30cm tall, with a horse-like head, and definitely cute.

Holds on coral, rocks and seaweeds with its tail.

Comes in many colors and it’s everywhere to find in the waters.

- Invertebrates, insects -

... and other notable (because endemic) animals

Galapagos Blue Butterfly 

Leptodes parrhasidoides 

♦ Endemic
Small, up to 2.5cm, mostly viewed in arid zones on main islands after rain.

Large-tailed skipper 

Urbanus dorantes galapagensis

♦ Endemic

Like many other animals in the Galapagos islands found everywhere and at all altitudes.

Indefatigable Hawkmoth 

Manduca rustica galapagensis

Well, a moth.

Around 9 cm tall.

Seen only on Santa Cruz Island.

Galapagos Carpenter Ant 

Camponotus macilentus

There’s 24 species of ants that are present in the Galapagos and virtually no scientific work has been done on endemic and local species.

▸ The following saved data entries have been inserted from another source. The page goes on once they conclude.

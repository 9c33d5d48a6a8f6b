//! The state access interface the host hands to each invocation.

use balance_transfer_common::{StoreError, TxId};
use chrono::{DateTime, Utc};

use crate::iterator::StateQueryIterator;

/// Per-invocation transaction context supplied by the host.
#[derive(Debug, Clone)]
pub struct TxContext {
    /// Transaction identifier.
    pub tx_id: TxId,
    /// Channel the invocation runs on.
    pub channel_id: String,
    /// Host-assigned transaction timestamp.
    pub timestamp: DateTime<Utc>,
}

impl TxContext {
    /// Create a context for a fresh transaction on `channel_id`.
    pub fn new(channel_id: impl Into<String>) -> Self {
        Self {
            tx_id: TxId::new(),
            channel_id: channel_id.into(),
            timestamp: Utc::now(),
        }
    }
}

/// Key/value state as seen from inside one invocation.
///
/// Reads observe committed state only; writes go to the invocation's write
/// set and become visible once the host commits it. A failed invocation's
/// write set is discarded by the host.
pub trait StateStore: Send {
    /// Transaction context of the running invocation.
    fn context(&self) -> &TxContext;

    /// Transaction identifier of the running invocation.
    fn tx_id(&self) -> TxId {
        self.context().tx_id
    }

    /// Host-assigned timestamp of the running invocation.
    fn tx_timestamp(&self) -> DateTime<Utc> {
        self.context().timestamp
    }

    /// Read the value stored under `key`, or `None` if absent. The empty key
    /// never holds a value.
    fn get_state(&self, key: &str) -> Result<Option<Vec<u8>>, StoreError>;

    /// Record a write of `value` under `key`. The empty key is rejected.
    fn put_state(&mut self, key: &str, value: Vec<u8>) -> Result<(), StoreError>;

    /// Cursor over keys in `[start, end)` in key order. An empty bound is
    /// unbounded on that side.
    fn get_state_by_range(
        &self,
        start: &str,
        end: &str,
    ) -> Result<Box<dyn StateQueryIterator + '_>, StoreError>;

    /// Cursor over records matching a store-interpreted query expression.
    fn get_query_result(&self, query: &str)
        -> Result<Box<dyn StateQueryIterator + '_>, StoreError>;
}
//! Simulation controller.

use std::time::Instant;

use anyhow::{bail, Context};
use rand::rngs::StdRng;
use rand::{Rng, SeedableRng};
use tracing::{info, warn};

use balance_transfer_chaincode::{AccountChaincode, Chaincode, ChaincodeConfig, Invocation};
use balance_transfer_common::{Account, Response};
use balance_transfer_ledger::{MemoryStore, ScopedCursor, StateStore};

use crate::metrics::SimulationMetrics;
use crate::scenario::{Scenario, ScenarioStep};

/// Destination used by random runs to exercise rejected transfers.
const MISSING_ACCOUNT: &str = "nobody";

/// Microseconds since `started`, saturating at `u64::MAX`.
fn elapsed_us(started: Instant) -> u64 {
    u64::try_from(started.elapsed().as_micros()).unwrap_or(u64::MAX)
}

/// Plays the host: owns world state and commits successful invocations.
pub struct SimulationController {
    /// Committed world state.
    store: MemoryStore,
    /// Chaincode under test.
    chaincode: AccountChaincode,
    /// Random number generator.
    rng: StdRng,
    /// Simulation metrics.
    metrics: SimulationMetrics,
}

impl SimulationController {
    /// Create a new simulation controller.
    pub fn new(config: ChaincodeConfig, seed: Option<u64>) -> Self {
        let rng = match seed {
            Some(s) => StdRng::seed_from_u64(s),
            None => StdRng::from_entropy(),
        };

        Self {
            store: MemoryStore::new(config.channel_id.clone()),
            chaincode: AccountChaincode::new(config),
            rng,
            metrics: SimulationMetrics::new(),
        }
    }

    /// Instantiate the chaincode.
    pub async fn initialize(&mut self) -> anyhow::Result<()> {
        let mut tx = self.store.begin();
        let response = self.chaincode.init(&mut tx).await;
        if !response.is_ok() {
            bail!("Chaincode init failed: {}", response.message);
        }
        tx.commit();
        Ok(())
    }

    /// Submit a transaction, committing its write set if it succeeds.
    async fn submit(&mut self, invocation: &Invocation) -> Response {
        let started = Instant::now();
        let mut tx = self.store.begin();
        let response = self.chaincode.call(&mut tx, invocation).await;
        let latency_us = elapsed_us(started);

        if response.is_ok() {
            let writes = tx.commit();
            self.metrics.record_commit(latency_us);
            info!(args = ?invocation.args, writes, "Transaction committed");
        } else {
            tx.rollback();
            self.metrics.record_rejection(latency_us);
            info!(
                args = ?invocation.args,
                code = response.code.as_deref().unwrap_or_default(),
                message = %response.message,
                "Transaction rejected"
            );
        }
        response
    }

    /// Evaluate an invocation without committing anything.
    async fn evaluate(&self, invocation: &Invocation) -> Response {
        let mut tx = self.store.begin();
        let response = self.chaincode.call(&mut tx, invocation).await;
        tx.rollback();
        response
    }

    /// Run a scenario, stopping at the first failed step.
    pub async fn run_scenario(&mut self, scenario: &Scenario) -> anyhow::Result<()> {
        info!(
            scenario = %scenario.name,
            description = %scenario.description,
            steps = scenario.steps.len(),
            "Running scenario"
        );

        for (index, step) in scenario.steps.iter().enumerate() {
            self.execute_step(step)
                .await
                .with_context(|| format!("Step {} of scenario {} failed", index + 1, scenario.name))?;
        }

        Ok(())
    }

    /// Execute a single scenario step.
    async fn execute_step(&mut self, step: &ScenarioStep) -> anyhow::Result<()> {
        match step {
            ScenarioStep::Invoke { args } => {
                let response = self.submit(&Invocation { args: args.clone() }).await;
                if !response.is_ok() {
                    bail!("Invocation {:?} failed: {}", args, response.message);
                }
            }
            ScenarioStep::Query { args } => {
                let response = self.evaluate(&Invocation { args: args.clone() }).await;
                if !response.is_ok() {
                    bail!("Query {:?} failed: {}", args, response.message);
                }
                info!(args = ?args, payload = %response.payload_str(), "Query result");
            }
            ScenarioStep::AssertBalance { name, balance } => {
                let actual = self.balance_of(name).await?;
                if actual != *balance {
                    bail!("Balance of {name} is {actual}, expected {balance}");
                }
                self.metrics.record_assertion();
                info!(account = %name, balance, "Balance assertion passed");
            }
            ScenarioStep::AssertFailure { args, code } => {
                let response = self.evaluate(&Invocation { args: args.clone() }).await;
                if response.is_ok() {
                    bail!("Invocation {:?} succeeded, expected failure", args);
                }
                if let Some(expected) = code {
                    if response.code.as_deref() != Some(expected.as_str()) {
                        bail!(
                            "Invocation {:?} failed with {:?}, expected {}",
                            args,
                            response.code,
                            expected
                        );
                    }
                }
                self.metrics.record_assertion();
                info!(args = ?args, message = %response.message, "Failure assertion passed");
            }
        }

        Ok(())
    }

    async fn balance_of(&self, name: &str) -> anyhow::Result<i64> {
        let response = self
            .evaluate(&Invocation::new("getaccount", [name]))
            .await;
        if !response.is_ok() {
            bail!("Cannot read account {name}: {}", response.message);
        }
        let account = Account::from_bytes(name, &response.payload)?;
        Ok(account.balance)
    }

    /// Create `accounts` accounts and run `transfers` random transfers
    /// between them. Roughly one transfer in ten targets a missing account
    /// and must be rejected without changing the total.
    pub async fn run_random(&mut self, accounts: usize, transfers: usize) -> anyhow::Result<()> {
        if accounts < 2 {
            bail!("Random runs need at least 2 accounts, got {accounts}");
        }
        info!(accounts, transfers, "Running random transfers");

        let names: Vec<String> = (0..accounts).map(|i| format!("account{i:03}")).collect();
        for (i, name) in names.iter().enumerate() {
            let balance = self.rng.gen_range(0..1_000i64).to_string();
            let id = format!("ID{i:05}");
            let invocation = Invocation::new(
                "createaccount",
                [id.as_str(), name.as_str(), balance.as_str()],
            );
            let response = self.submit(&invocation).await;
            if !response.is_ok() {
                bail!("Could not create {name}: {}", response.message);
            }
        }

        let total_before = self.total_balance()?;

        for _ in 0..transfers {
            let from = &names[self.rng.gen_range(0..names.len())];
            let to = if self.rng.gen_ratio(1, 10) {
                MISSING_ACCOUNT
            } else {
                names[self.rng.gen_range(0..names.len())].as_str()
            };
            let amount = self.rng.gen_range(1..=500i64).to_string();

            let invocation = Invocation::new("transfer", [from.as_str(), to, amount.as_str()]);
            let response = self.submit(&invocation).await;
            if response.is_ok() == (to == MISSING_ACCOUNT) {
                warn!(args = ?invocation.args, "Unexpected transfer outcome");
                bail!("Transfer {:?} returned status {}", invocation.args, response.status);
            }
        }

        let total_after = self.total_balance()?;
        if total_before != total_after {
            bail!("Total balance changed from {total_before} to {total_after}");
        }
        info!(total = total_after, "Total balance conserved");
        Ok(())
    }

    /// All accounts in key order, read with a range scan.
    pub fn dump_state(&self) -> anyhow::Result<Vec<Account>> {
        let tx = self.store.begin();
        let cursor = ScopedCursor::new(tx.get_state_by_range("", "")?);

        let mut accounts = Vec::new();
        for entry in cursor {
            let entry = entry?;
            accounts.push(Account::from_bytes(&entry.key, &entry.value)?);
        }
        Ok(accounts)
    }

    fn total_balance(&self) -> anyhow::Result<i64> {
        self.dump_state()?
            .iter()
            .try_fold(0i64, |sum, account| sum.checked_add(account.balance))
            .context("Total balance overflows")
    }

    /// Get simulation metrics.
    pub fn metrics(&self) -> &SimulationMetrics {
        &self.metrics
    }

    /// Get chaincode.
    pub fn chaincode(&self) -> &AccountChaincode {
        &self.chaincode
    }
}
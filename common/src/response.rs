//! Invocation responses returned to the host.

use serde::{Deserialize, Serialize};

use crate::ChaincodeError;

/// Status code for a successful invocation.
pub const OK: i32 = 200;
/// Status codes at or above this value are failures.
pub const ERROR_THRESHOLD: i32 = 400;
/// Status code for a failed invocation.
pub const ERROR: i32 = 500;

/// Result of an entry-point call, as handed back to the host.
#[derive(Debug, Clone, PartialEq, Eq, Serialize, Deserialize)]
pub struct Response {
    /// HTTP-like status code.
    pub status: i32,
    /// Human-readable error message; empty on success.
    pub message: String,
    /// Error code for failures.
    #[serde(skip_serializing_if = "Option::is_none")]
    pub code: Option<String>,
    /// Response payload; empty on failure.
    pub payload: Vec<u8>,
}

impl Response {
    /// Successful response carrying `payload`.
    pub fn success(payload: impl Into<Vec<u8>>) -> Self {
        Self {
            status: OK,
            message: String::new(),
            code: None,
            payload: payload.into(),
        }
    }

    /// Check if the invocation succeeded.
    pub fn is_ok(&self) -> bool {
        self.status < ERROR_THRESHOLD
    }

    /// Payload as UTF-8 text, lossy.
    pub fn payload_str(&self) -> std::borrow::Cow<'_, str> {
        String::from_utf8_lossy(&self.payload)
    }
}

impl From<&ChaincodeError> for Response {
    fn from(err: &ChaincodeError) -> Self {
        Self {
            status: ERROR,
            message: err.to_string(),
            code: Some(err.error_code().to_string()),
            payload: Vec::new(),
        }
    }
}

impl From<ChaincodeError> for Response {
    fn from(err: ChaincodeError) -> Self {
        Response::from(&err)
    }
}

#[cfg(test)]
mod tests {
    use super::*;
    use crate::AccountName;

    #[test]
    fn test_success_response() {
        let response = Response::success(b"[]".to_vec());
        assert!(response.is_ok());
        assert_eq!(response.status, OK);
        assert_eq!(response.payload_str(), "[]");
    }

    #[test]
    fn test_error_response_from_chaincode_error() {
        let err = ChaincodeError::AccountNotFound(AccountName::new("dale"));
        let response = Response::from(err);
        assert!(!response.is_ok());
        assert_eq!(response.status, ERROR);
        assert_eq!(response.message, "Account does not exist: dale");
        assert_eq!(response.code.as_deref(), Some("ACCOUNT_NOT_FOUND"));
        assert!(response.payload.is_empty());
    }
}
//! Simulation metrics.

use std::collections::VecDeque;

/// Simulation metrics.
#[derive(Debug, Clone)]
pub struct SimulationMetrics {
    /// Transactions submitted.
    pub total_invocations: u64,
    /// Transactions that succeeded and were committed.
    pub committed: u64,
    /// Transactions the chaincode rejected.
    pub rejected: u64,
    /// Assertions checked.
    pub assertions: u64,
    /// Latency samples (µs).
    latency_samples: VecDeque<u64>,
    /// Maximum samples to keep.
    max_samples: usize,
}

impl SimulationMetrics {
    /// Create new metrics.
    pub fn new() -> Self {
        Self {
            total_invocations: 0,
            committed: 0,
            rejected: 0,
            assertions: 0,
            latency_samples: VecDeque::with_capacity(10000),
            max_samples: 10000,
        }
    }

    /// Record a committed transaction.
    pub fn record_commit(&mut self, latency_us: u64) {
        self.total_invocations += 1;
        self.committed += 1;
        self.push_sample(latency_us);
    }

    /// Record a rejected transaction.
    pub fn record_rejection(&mut self, latency_us: u64) {
        self.total_invocations += 1;
        self.rejected += 1;
        self.push_sample(latency_us);
    }

    /// Record a passed assertion.
    pub fn record_assertion(&mut self) {
        self.assertions += 1;
    }

    fn push_sample(&mut self, latency_us: u64) {
        if self.latency_samples.len() >= self.max_samples {
            self.latency_samples.pop_front();
        }
        self.latency_samples.push_back(latency_us);
    }

    /// Get average latency in µs.
    pub fn average_latency_us(&self) -> u64 {
        if self.latency_samples.is_empty() {
            return 0;
        }

        let sum: u64 = self.latency_samples.iter().sum();
        sum / self.latency_samples.len() as u64
    }

    /// Get p50 latency.
    pub fn p50_latency_us(&self) -> u64 {
        self.percentile_latency(50)
    }

    /// Get p99 latency.
    pub fn p99_latency_us(&self) -> u64 {
        self.percentile_latency(99)
    }

    fn percentile_latency(&self, percentile: usize) -> u64 {
        if self.latency_samples.is_empty() {
            return 0;
        }

        let mut sorted: Vec<_> = self.latency_samples.iter().copied().collect();
        sorted.sort_unstable();

        let idx = (sorted.len() * percentile / 100).min(sorted.len() - 1);
        sorted[idx]
    }

    /// Fraction of submitted transactions that committed.
    pub fn commit_rate(&self) -> f64 {
        if self.total_invocations == 0 {
            return 0.0;
        }

        self.committed as f64 / self.total_invocations as f64
    }
}

impl Default for SimulationMetrics {
    fn default() -> Self {
        Self::new()
    }
}

#[cfg(test)]
mod tests {
    use super::*;

    #[test]
    fn test_metrics() {
        let mut metrics = SimulationMetrics::new();

        metrics.record_commit(100);
        metrics.record_commit(200);
        metrics.record_commit(150);
        metrics.record_rejection(50);
        metrics.record_assertion();

        assert_eq!(metrics.total_invocations, 4);
        assert_eq!(metrics.committed, 3);
        assert_eq!(metrics.rejected, 1);
        assert_eq!(metrics.assertions, 1);
        assert_eq!(metrics.average_latency_us(), 125);
        assert_eq!(metrics.p50_latency_us(), 150);
        assert_eq!(metrics.p99_latency_us(), 200);
        assert_eq!(metrics.commit_rate(), 0.75);
    }

    #[test]
    fn test_sample_window() {
        let mut metrics = SimulationMetrics::new();
        for i in 0..10_005 {
            metrics.record_commit(i);
        }
        assert_eq!(metrics.latency_samples.len(), 10_000);
        assert_eq!(metrics.latency_samples.front(), Some(&5));
    }
}
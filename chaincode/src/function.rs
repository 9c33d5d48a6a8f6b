//! Functions the dispatcher routes to.

use std::fmt;
use std::str::FromStr;

use balance_transfer_common::ChaincodeError;

/// A chaincode function, resolved once from the invoked name.
#[derive(Debug, Clone, Copy, PartialEq, Eq, Hash)]
pub enum Function {
    /// Create a new account.
    CreateAccount,
    /// Read an account record.
    GetAccount,
    /// Move balance between two accounts.
    Transfer,
    /// Run a rich query over world state.
    Query,
}

impl Function {
    /// All functions, in dispatch order.
    pub const ALL: [Function; 4] = [
        Function::CreateAccount,
        Function::GetAccount,
        Function::Transfer,
        Function::Query,
    ];

    /// Name the host invokes this function by.
    pub fn as_str(&self) -> &'static str {
        match self {
            Function::CreateAccount => "createaccount",
            Function::GetAccount => "getaccount",
            Function::Transfer => "transfer",
            Function::Query => "query",
        }
    }
}

impl FromStr for Function {
    type Err = ChaincodeError;

    fn from_str(s: &str) -> Result<Self, Self::Err> {
        Function::ALL
            .into_iter()
            .find(|f| f.as_str() == s)
            .ok_or_else(|| ChaincodeError::UnknownFunction(s.to_string()))
    }
}

impl fmt::Display for Function {
    fn fmt(&self, f: &mut fmt::Formatter<'_>) -> fmt::Result {
        f.write_str(self.as_str())
    }
}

Galapagos Green-eyed Horsefly 

Tabanus vittiger

Largest fly in the islands.

Well, it’s a fly.

You will feel it before you hear it.

Galapagos Carpenter Bee 

Xylocopa darwini

The only bee found in the Galapagos.

Widespread in the southern islands.

Spotless Ladybug 

Cycloneda Sanguinea

♦ Endemic

And a ladybug without any spots. 

Galapagos Field Cricket 

Gryllus abditus

♦ Endemic

Large, up to 5 cm.

8 species. All are winged, although only 2 can fly.

Seen on most islands.

Zig-zag spider 

Neoscona cooksoni

♦ Endemic

A web-building spider.

Usually waits for victims in the middle.

Found in arid areas of all islands.

And no, don’t worry, it is not venomous. 

Galapagos Centipede 

Scolopendra galapagoensis

♦ Endemic up to 30cm long 

Found in arid areas.

It preys on other invertebrates and even small birds.

It’s the favourite food of the Galapagos hawk.

The biggest of at least 8 species of Centipedes found here. 

Galapagos Hermit Crab 

Calcinus Explorator

♦ Endemic

A dark brown to black crab.

Widely seen on rocks in the intertidal zone.